Post Turkey Trot 2008. Photo by: Diana Gramenos
If you haven't participated before, this should be the year you commit to running in the Thanksgiving Day Turkey Trot.
There are many reasons to run from creating memories with your family and friends to boosting your metabolism before that huge Thanksgiving dinner, but no matter why you decide to do it, the best part of taking part in the 10K Turkey Trot is the great feeling you have when crossing the finish line. It might be runner's high or maybe it's a sense of camaraderie running alongside so many others but in the hours following the race you'll feel like a million bucks.
Well, it goes without saying that you'll feel like a million if your body was up for the task. Jumping into a 10k race without training might leave you feeling sore. So, with just over a month before the big day, now is the time to start training.
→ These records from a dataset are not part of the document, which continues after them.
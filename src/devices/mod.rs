//! # Board Peripherals
//!
//! Drivers for the hardware the controller talks to besides the host:
//!
//! - [`dac`] - MCP492X 12-bit SPI DAC (via `embedded-hal` traits)
//! - [`sbus`] - SBUS radio receiver decoder (over any [`Transport`](crate::transport::Transport))

pub mod dac;
pub mod sbus;

pub use dac::{Channel, DacFlags, Mcp492x};
pub use sbus::{SbusFrame, SbusRx};
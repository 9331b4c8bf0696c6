use boardlink::devices::sbus::{SbusFrame, SbusRx, FRAME_LEN, HEADER};
use boardlink::transport::MemoryTransport;

fn frame_with(ch0: i16, ch7: i16) -> SbusFrame {
    let mut frame = SbusFrame::default();
    frame.channels[0] = ch0;
    frame.channels[7] = ch7;
    frame.failsafe = false;
    frame.lost_frame = false;
    frame
}

fn centred_with(ch0: i16) -> SbusFrame {
    let mut frame = frame_with(992, 992);
    frame.channels = [992; 16];
    frame.channels[0] = ch0;
    frame
}

#[test]
fn begin_discards_half_collected_frame() {
    let half = centred_with(992).encode();
    let full = centred_with(1500).encode();

    // Without a reset the stale half frame swallows the next one.
    let mut stale = SbusRx::new(MemoryTransport::new());
    stale.transport_mut().feed(&half[..10]);
    assert!(!stale.read().unwrap());
    stale.transport_mut().feed(&full);
    assert!(!stale.read().unwrap());
    assert_eq!(stale.frames_decoded(), 0);

    let mut rx = SbusRx::new(MemoryTransport::new());
    rx.transport_mut().feed(&half[..10]);
    assert!(!rx.read().unwrap());
    rx.begin();
    rx.transport_mut().feed(&full);
    assert!(rx.read().unwrap());
    assert_eq!(rx.ch(0), Some(1500));
    assert_eq!(rx.frames_decoded(), 1);
}

#[test]
fn starts_in_failsafe_until_first_frame() {
    let mut rx = SbusRx::new(MemoryTransport::new());
    assert!(rx.failsafe());
    assert!(rx.lost_frame());
    assert!(!rx.read().unwrap());
    assert_eq!(rx.frames_decoded(), 0);

    rx.transport_mut().feed(&frame_with(992, 172).encode());
    assert!(rx.read().unwrap());
    assert!(!rx.failsafe());
    assert_eq!(rx.ch(0), Some(992));
    assert_eq!(rx.ch(7), Some(172));
    assert_eq!(rx.ch(16), None);
}

#[test]
fn skips_junk_before_first_header() {
    let mut rx = SbusRx::new(MemoryTransport::new());
    // A 0x0F not preceded by a footer byte must not start a frame.
    rx.transport_mut().feed(&[0x55, HEADER, 0x12, 0x00]);
    rx.transport_mut().feed(&frame_with(1811, 0).encode());
    assert!(rx.read().unwrap());
    assert_eq!(rx.ch(0), Some(1811));
    assert_eq!(rx.frames_decoded(), 1);
}

#[test]
fn back_to_back_frames_keep_the_newest() {
    let mut rx = SbusRx::new(MemoryTransport::new());
    let mut stream = Vec::new();
    stream.extend_from_slice(&frame_with(100, 200).encode());
    stream.extend_from_slice(&frame_with(300, 400).encode());
    rx.transport_mut().feed(&stream);

    assert!(rx.read().unwrap());
    assert_eq!(rx.frames_decoded(), 2);
    assert_eq!(rx.ch(0), Some(300));
    assert_eq!(rx.ch(7), Some(400));
}

#[test]
fn frame_split_across_reads_completes_later() {
    let mut rx = SbusRx::new(MemoryTransport::new());
    let raw = frame_with(1000, 1001).encode();
    rx.transport_mut().feed(&raw[..10]);
    assert!(!rx.read().unwrap());
    rx.transport_mut().feed(&raw[10..]);
    assert!(rx.read().unwrap());
    assert_eq!(rx.channels()[0], 1000);
}

#[test]
fn bad_footer_drops_frame_and_keeps_previous_values() {
    let mut rx = SbusRx::new(MemoryTransport::new());
    rx.transport_mut().feed(&frame_with(500, 0).encode());
    assert!(rx.read().unwrap());

    let mut corrupt = frame_with(900, 0).encode();
    corrupt[FRAME_LEN - 1] = 0x33;
    rx.transport_mut().feed(&corrupt);
    assert!(!rx.read().unwrap());
    assert_eq!(rx.ch(0), Some(500));
    assert_eq!(rx.frames_decoded(), 1);
}

#[test]
fn flags_surface_through_accessors() {
    let mut rx = SbusRx::new(MemoryTransport::new());
    let mut frame = frame_with(0, 0);
    frame.ch17 = true;
    frame.failsafe = true;
    rx.transport_mut().feed(&frame.encode());
    assert!(rx.read().unwrap());
    assert!(rx.ch17());
    assert!(!rx.ch18());
    assert!(rx.failsafe());
    assert!(!rx.lost_frame());
    assert_eq!(rx.frame(), frame);
}
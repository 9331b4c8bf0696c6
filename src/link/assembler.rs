//! Transmit side: header, attached objects, terminator, in one buffer.

use super::error::LinkError;
use super::registry::SlotList;

/// Bytes a delimiter occupies on the wire; zero means the delimiter is off.
pub const fn delimiter_len(value: u32) -> usize {
    if value == 0 {
        0
    } else {
        4
    }
}

/// Total on-wire length for a payload of `payload_len` bytes.
pub const fn frame_len(header: u32, terminator: u32, payload_len: usize) -> usize {
    delimiter_len(header) + payload_len + delimiter_len(terminator)
}

/// Lay out one frame in `buf` and return its length.
///
/// Nothing is written if the frame would not fit.
pub fn assemble(
    header: u32,
    terminator: u32,
    slots: &SlotList<'_>,
    buf: &mut [u8],
) -> Result<usize, LinkError> {
    let len = frame_len(header, terminator, slots.total_bytes());
    if len > buf.len() {
        return Err(LinkError::FrameOverflow {
            len,
            capacity: buf.len(),
        });
    }

    let mut at = 0;
    if header != 0 {
        buf[..4].copy_from_slice(&header.to_le_bytes());
        at = 4;
    }
    at += slots.gather(&mut buf[at..]);
    if terminator != 0 {
        buf[at..at + 4].copy_from_slice(&terminator.to_le_bytes());
        at += 4;
    }
    debug_assert_eq!(at, len);
    Ok(len)
}
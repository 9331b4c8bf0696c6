//! # Byte Transports
//!
//! The link and the SBUS receiver both sit on top of a plain bidirectional
//! byte stream. The stream's lifecycle (opening, baud rate, closing) belongs
//! to the caller; consumers only poll, read and write.
//!
//! - [`MemoryTransport`] - in-memory queue for tests, loopback and simulation
//! - [`SerialTransport`] - USB/UART port via `serialport` (feature `serial`)

use std::io;

pub mod memory;
#[cfg(feature = "serial")]
pub mod serial;

pub use memory::MemoryTransport;
#[cfg(feature = "serial")]
pub use serial::SerialTransport;

pub trait Transport {
    /// Bytes that can be read right now without waiting.
    fn bytes_available(&mut self) -> io::Result<usize>;

    /// Consume one byte, or `None` if nothing is buffered.
    fn read_byte(&mut self) -> io::Result<Option<u8>>;

    /// Fill as much of `buf` as arrives within the transport's read timeout;
    /// returns the count actually read. The timeout bounds the whole call,
    /// not each underlying read.
    fn read_bulk(&mut self, buf: &mut [u8]) -> io::Result<usize>;

    /// Write the whole of `buf` in one go.
    fn write_bulk(&mut self, buf: &[u8]) -> io::Result<()>;
}

impl<T: Transport + ?Sized> Transport for &mut T {
    fn bytes_available(&mut self) -> io::Result<usize> {
        (**self).bytes_available()
    }

    fn read_byte(&mut self) -> io::Result<Option<u8>> {
        (**self).read_byte()
    }

    fn read_bulk(&mut self, buf: &mut [u8]) -> io::Result<usize> {
        (**self).read_bulk(buf)
    }

    fn write_bulk(&mut self, buf: &[u8]) -> io::Result<()> {
        (**self).write_bulk(buf)
    }
}
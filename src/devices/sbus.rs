//! SBUS receiver decoder.
//!
//! SBUS frames are 25 bytes at 100000 baud, 8E2:
//!
//! ```text
//! [0x0F] [22 bytes: 16 x 11-bit channels, LSB first] [flags] [footer]
//! ```
//!
//! Flags: bit0 = ch17, bit1 = ch18, bit2 = lost frame, bit3 = failsafe.
//! The footer is `0x00`, or has `0x04` in its low nibble on receivers that
//! cycle a telemetry slot counter in the high nibble. A header byte only
//! starts a frame when the byte before it looked like a footer, which keeps
//! the decoder from locking onto a `0x0F` inside channel data.

use std::io;

use crate::link::Packed;
use crate::transport::Transport;

pub const FRAME_LEN: usize = 25;
pub const NUM_CH: usize = 16;
pub const HEADER: u8 = 0x0F;
pub const FOOTER: u8 = 0x00;
pub const FOOTER2: u8 = 0x04;
const CH17_MASK: u8 = 0x01;
const CH18_MASK: u8 = 0x02;
const LOST_FRAME_MASK: u8 = 0x04;
const FAILSAFE_MASK: u8 = 0x08;
const CH_BITS: usize = 11;
const CH_MASK: u32 = 0x07FF;

/// Bytes per [`SbusFrame`] when attached to the host link.
pub const PACKED_LEN: usize = NUM_CH * 2 + 4;

fn is_footer(byte: u8) -> bool {
    byte == FOOTER || (byte & 0x0F) == FOOTER2
}

#[derive(Debug, Clone, Copy, PartialEq, Eq)]
pub struct SbusFrame {
    pub channels: [i16; NUM_CH],
    pub ch17: bool,
    pub ch18: bool,
    pub lost_frame: bool,
    pub failsafe: bool,
}

impl Default for SbusFrame {
    /// No frame seen yet: report lost and failsafe until the receiver says otherwise.
    fn default() -> Self {
        Self {
            channels: [0; NUM_CH],
            ch17: false,
            ch18: false,
            lost_frame: true,
            failsafe: true,
        }
    }
}

impl SbusFrame {
    /// Decode a raw frame; `None` if the header or footer is wrong.
    pub fn decode(buf: &[u8; FRAME_LEN]) -> Option<Self> {
        if buf[0] != HEADER || !is_footer(buf[FRAME_LEN - 1]) {
            return None;
        }
        let mut channels = [0i16; NUM_CH];
        for (i, ch) in channels.iter_mut().enumerate() {
            let bit = i * CH_BITS;
            let at = 1 + bit / 8;
            let raw = u32::from(buf[at])
                | u32::from(buf[at + 1]) << 8
                | u32::from(buf[at + 2]) << 16;
            *ch = ((raw >> (bit % 8)) & CH_MASK) as i16;
        }
        let flags = buf[23];
        Some(Self {
            channels,
            ch17: flags & CH17_MASK != 0,
            ch18: flags & CH18_MASK != 0,
            lost_frame: flags & LOST_FRAME_MASK != 0,
            failsafe: flags & FAILSAFE_MASK != 0,
        })
    }

    /// Build the raw frame (footer `0x00`); channel values are truncated to 11 bits.
    pub fn encode(&self) -> [u8; FRAME_LEN] {
        let mut buf = [0u8; FRAME_LEN];
        buf[0] = HEADER;
        for (i, &ch) in self.channels.iter().enumerate() {
            let bit = i * CH_BITS;
            let at = 1 + bit / 8;
            let v = (ch as u32 & CH_MASK) << (bit % 8);
            buf[at] |= v as u8;
            buf[at + 1] |= (v >> 8) as u8;
            buf[at + 2] |= (v >> 16) as u8;
        }
        let mut flags = 0;
        if self.ch17 {
            flags |= CH17_MASK;
        }
        if self.ch18 {
            flags |= CH18_MASK;
        }
        if self.lost_frame {
            flags |= LOST_FRAME_MASK;
        }
        if self.failsafe {
            flags |= FAILSAFE_MASK;
        }
        buf[23] = flags;
        buf[24] = FOOTER;
        buf
    }
}

impl Packed<PACKED_LEN> for SbusFrame {
    fn to_bytes(&self) -> [u8; PACKED_LEN] {
        let mut out = [0u8; PACKED_LEN];
        for (chunk, ch) in out.chunks_exact_mut(2).zip(self.channels) {
            chunk.copy_from_slice(&ch.to_le_bytes());
        }
        let flags = &mut out[NUM_CH * 2..];
        flags[0] = u8::from(self.failsafe);
        flags[1] = u8::from(self.lost_frame);
        flags[2] = u8::from(self.ch17);
        flags[3] = u8::from(self.ch18);
        out
    }

    fn from_bytes(bytes: [u8; PACKED_LEN]) -> Self {
        let mut channels = [0i16; NUM_CH];
        for (ch, chunk) in channels.iter_mut().zip(bytes.chunks_exact(2)) {
            *ch = i16::from_le_bytes([chunk[0], chunk[1]]);
        }
        let flags = &bytes[NUM_CH * 2..];
        Self {
            channels,
            failsafe: flags[0] != 0,
            lost_frame: flags[1] != 0,
            ch17: flags[2] != 0,
            ch18: flags[3] != 0,
        }
    }
}

/// Incremental decoder over a byte transport.
pub struct SbusRx<T> {
    transport: T,
    state: usize,
    prev_byte: u8,
    buf: [u8; FRAME_LEN],
    frame: SbusFrame,
    frames: u64,
}

impl<T: Transport> SbusRx<T> {
    pub fn new(transport: T) -> Self {
        Self {
            transport,
            state: 0,
            prev_byte: FOOTER,
            buf: [0; FRAME_LEN],
            frame: SbusFrame::default(),
            frames: 0,
        }
    }

    /// Drop any half-collected frame; the last decoded values are kept.
    pub fn begin(&mut self) {
        self.state = 0;
        self.prev_byte = FOOTER;
    }

    /// Drain everything buffered. `true` if at least one complete frame decoded.
    pub fn read(&mut self) -> io::Result<bool> {
        let mut new_data = false;
        while let Some(byte) = self.transport.read_byte()? {
            if self.push(byte) {
                new_data = true;
            }
        }
        Ok(new_data)
    }

    fn push(&mut self, byte: u8) -> bool {
        let mut decoded = false;
        if self.state == 0 {
            if byte == HEADER && is_footer(self.prev_byte) {
                self.buf[0] = byte;
                self.state = 1;
            }
        } else {
            self.buf[self.state] = byte;
            self.state += 1;
            if self.state == FRAME_LEN {
                self.state = 0;
                if let Some(frame) = SbusFrame::decode(&self.buf) {
                    self.frame = frame;
                    self.frames += 1;
                    decoded = true;
                }
            }
        }
        self.prev_byte = byte;
        decoded
    }

    pub fn frame(&self) -> SbusFrame {
        self.frame
    }

    pub fn ch(&self, index: usize) -> Option<i16> {
        self.frame.channels.get(index).copied()
    }

    pub fn channels(&self) -> [i16; NUM_CH] {
        self.frame.channels
    }

    pub fn failsafe(&self) -> bool {
        self.frame.failsafe
    }

    pub fn lost_frame(&self) -> bool {
        self.frame.lost_frame
    }

    pub fn ch17(&self) -> bool {
        self.frame.ch17
    }

    pub fn ch18(&self) -> bool {
        self.frame.ch18
    }

    /// Frames decoded since construction.
    pub fn frames_decoded(&self) -> u64 {
        self.frames
    }

    pub fn transport_mut(&mut self) -> &mut T {
        &mut self.transport
    }
}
Training for a 10K doesn't have to be hard-core but if you're aren't accustomed to cardio activity then checking with your doctor to make sure your body is up for the challenge should be your first order of business. Also, if you're a smoker, now is a good time to think about putting a hold on the bad habit, at least until after the race. If you're not ready to nix it completely make goals of cutting down while training for the Turkey Trot is a good start.
Once the above is taken care of you're ready to start training for the Turkey Trot. First, assess you're current level of aerobic health. How far or how long can you run for currently? It's important to assess your current capabilities in order to set up training parameters that will best help you achieve your goals. The assessment can be done by running on a treadmill, outdoor track or on the street. Wherever you decide to run the most important thing is to be able to calculate your distance. During the first assessment time isn't important unless you know you can run between five and ten miles without additional training. After running jot down the date, the distance you ran, the time if you kept it and any notes you would like to take on how you are feeling physically.
A 10K is approximately 6.2 miles.
Training works best when designed around specific needs and levels of physical fitness. Although these classifications are vague for the purposes of this blog we'll divide fitness levels into three different groups.
Group A: Beginners — If you workout less than one day a week, have a mostly sedentary lifestyle or are unable to run more than a mile during the pre-training assessment.
Group B: Intermediate — If you work out a couple times a week, if your job requires you to move around a lot or use muscular strength and if you were able to run one in a half to four miles during the assessment.
Group C: Advanced — If you work out three or more times a week and/ or were able to run five or more miles during the assessment.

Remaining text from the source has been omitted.